Middle Earth is special not because of the magical system, or the diverse races of man-like creatures, or the funny names and exotic locales. Middle Earth is special because it tells the story of the Christian on a mythic scale. It is Pilgrims Progress told by someone with a much greater imagination, and with a much greater scope. It is not the journey of one man through life and death. It is the journey of a an entire world into corruption and redemption. It is the ongoing struggle against evil. And this will neither be understood nor competently expounded by those who do not believe in the corruption which sin brings, nor in the redemption offered by the Son of God through the scandal of the cross.

The new series is not worth watching. I say this not by way of review, but by way of philosophical belief.

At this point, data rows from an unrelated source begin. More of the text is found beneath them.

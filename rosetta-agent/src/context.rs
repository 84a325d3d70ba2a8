//! Explicit per-run state threaded through every step.

use crate::events::{EventKind, EventSink, NullSink, WorkflowEvent};
use crate::log::{ExecutionLog, StepTimings};
use crate::problem::{Rule, StructuredProblem, VocabularyEntry};
use crate::vocabulary::VocabularyStore;
use rosetta_error::{Error, Result};
use std::future::Future;
use std::sync::atomic::{AtomicU64, Ordering};
use std::sync::Arc;
use std::time::Duration;
use tokio_util::sync::CancellationToken;
use uuid::Uuid;

/// Per-problem overrides of the configured workflow defaults
#[derive(Debug, Clone, Copy, Default)]
pub struct RunOptions {
    /// Test both translation directions of every dataset item
    pub bidirectional: Option<bool>,
    pub max_iterations: Option<u32>,
}

/// Everything one pipeline run owns. Concurrent runs never share one.
pub struct RunContext {
    run_id: Uuid,
    cancel: CancellationToken,
    sink: Arc<dyn EventSink>,
    log: ExecutionLog,
    timings: StepTimings,
    vocabulary: VocabularyStore,
    sequence: AtomicU64,
}

impl RunContext {
    pub fn new() -> Self {
        Self {
            run_id: Uuid::new_v4(),
            cancel: CancellationToken::new(),
            sink: Arc::new(NullSink),
            log: ExecutionLog::disabled(),
            timings: StepTimings::new(),
            vocabulary: VocabularyStore::new(),
            sequence: AtomicU64::new(0),
        }
    }

    pub fn with_sink(mut self, sink: Arc<dyn EventSink>) -> Self {
        self.sink = sink;
        self
    }

    pub fn with_log(mut self, log: ExecutionLog) -> Self {
        self.log = log;
        self
    }

    pub fn with_cancellation(mut self, token: CancellationToken) -> Self {
        self.cancel = token;
        self
    }

    pub fn run_id(&self) -> Uuid {
        self.run_id
    }

    pub fn cancel_token(&self) -> &CancellationToken {
        &self.cancel
    }

    pub fn log(&self) -> &ExecutionLog {
        &self.log
    }

    pub fn timings(&self) -> &StepTimings {
        &self.timings
    }

    pub fn vocabulary(&self) -> &VocabularyStore {
        &self.vocabulary
    }

    pub fn emit(&self, event: EventKind) {
        let sequence = self.sequence.fetch_add(1, Ordering::SeqCst);
        self.sink.emit(WorkflowEvent {
            run_id: self.run_id,
            sequence,
            timestamp: chrono::Utc::now(),
            event,
        });
    }

    pub fn begin_step(&self, step_id: &str) {
        tracing::info!(run_id = %self.run_id, step = step_id, "step started");
        self.timings.start(step_id);
        self.emit(EventKind::StepStart {
            step_id: step_id.to_string(),
        });
    }

    pub fn complete_step(&self, step_id: &str) -> Duration {
        let elapsed = self.timings.finish(step_id);
        tracing::info!(
            run_id = %self.run_id,
            step = step_id,
            duration_ms = elapsed.as_millis() as u64,
            "step completed"
        );
        self.emit(EventKind::StepComplete {
            step_id: step_id.to_string(),
            duration_ms: elapsed.as_millis() as u64,
        });
        elapsed
    }

    pub fn is_cancelled(&self) -> bool {
        self.cancel.is_cancelled()
    }

    pub fn check_cancelled(&self) -> Result<()> {
        if self.is_cancelled() {
            Err(Error::cancelled().with_context("run_id", self.run_id.to_string()))
        } else {
            Ok(())
        }
    }

    /// Drive `fut` unless the run is cancelled first; the future is
    /// dropped mid-flight on cancellation.
    pub async fn cancellable<T, F>(&self, fut: F) -> Result<T>
    where
        F: Future<Output = Result<T>>,
    {
        tokio::select! {
            biased;
            _ = self.cancel.cancelled() => {
                Err(Error::cancelled().with_context("run_id", self.run_id.to_string()))
            }
            result = fut => result,
        }
    }

    /// Read-only view handed to leaf verifiers for one pass
    pub fn verification<'a>(
        &self,
        problem: &'a StructuredProblem,
        rules: &'a [Rule],
    ) -> VerificationContext<'a> {
        VerificationContext {
            problem,
            rules,
            vocabulary: self.vocabulary.get(),
        }
    }
}

impl Default for RunContext {
    fn default() -> Self {
        Self::new()
    }
}

/// Snapshot of the inputs every leaf verifier in one pass reads
#[derive(Debug, Clone)]
pub struct VerificationContext<'a> {
    pub problem: &'a StructuredProblem,
    pub rules: &'a [Rule],
    pub vocabulary: Vec<VocabularyEntry>,
}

The odds that a group of secular materialist hedonists managed to make up a story that captures even a spark of the original is the same as the odds of Adam and Eve sneaking past the angel and back into the garden. It would be as if the ancient myths of the Greeks told the tale of how Zeus and the gang suddenly decided that humanity was not a plaything with which to amuse themselves. Rather, the gods would show compassion, they would honor their own marriage vows as an example to humanity, they would help the helpless, stand up against injustice, and no longer commit wicked and petty acts. Which is to say, they would no longer be the thing they are – a product of fallen humanity’s imagination. They would become Christian.

In the same way, making Middle Earth suddenly a non-Christian affair will bear no resemblance to what it is. It will not accidentally remain the mythic place of the Christian imagination. So no, I will not watch it just to see if it is good. I need not examine it to make a judgment, any more than I need to walk across a horse pasture to know I should watch my step. It is a failure of concept. I no more care what the non-Christian thinks of Middle Earth, than the residents of Hobbiton care about the fishing prospects in the Ice Bay of Forochel. I live contentedly undisturbed by the terrible imaginings of the corruptions of our age, and desirous of nothing more than one day visiting and dwelling with the elves of Rivendell.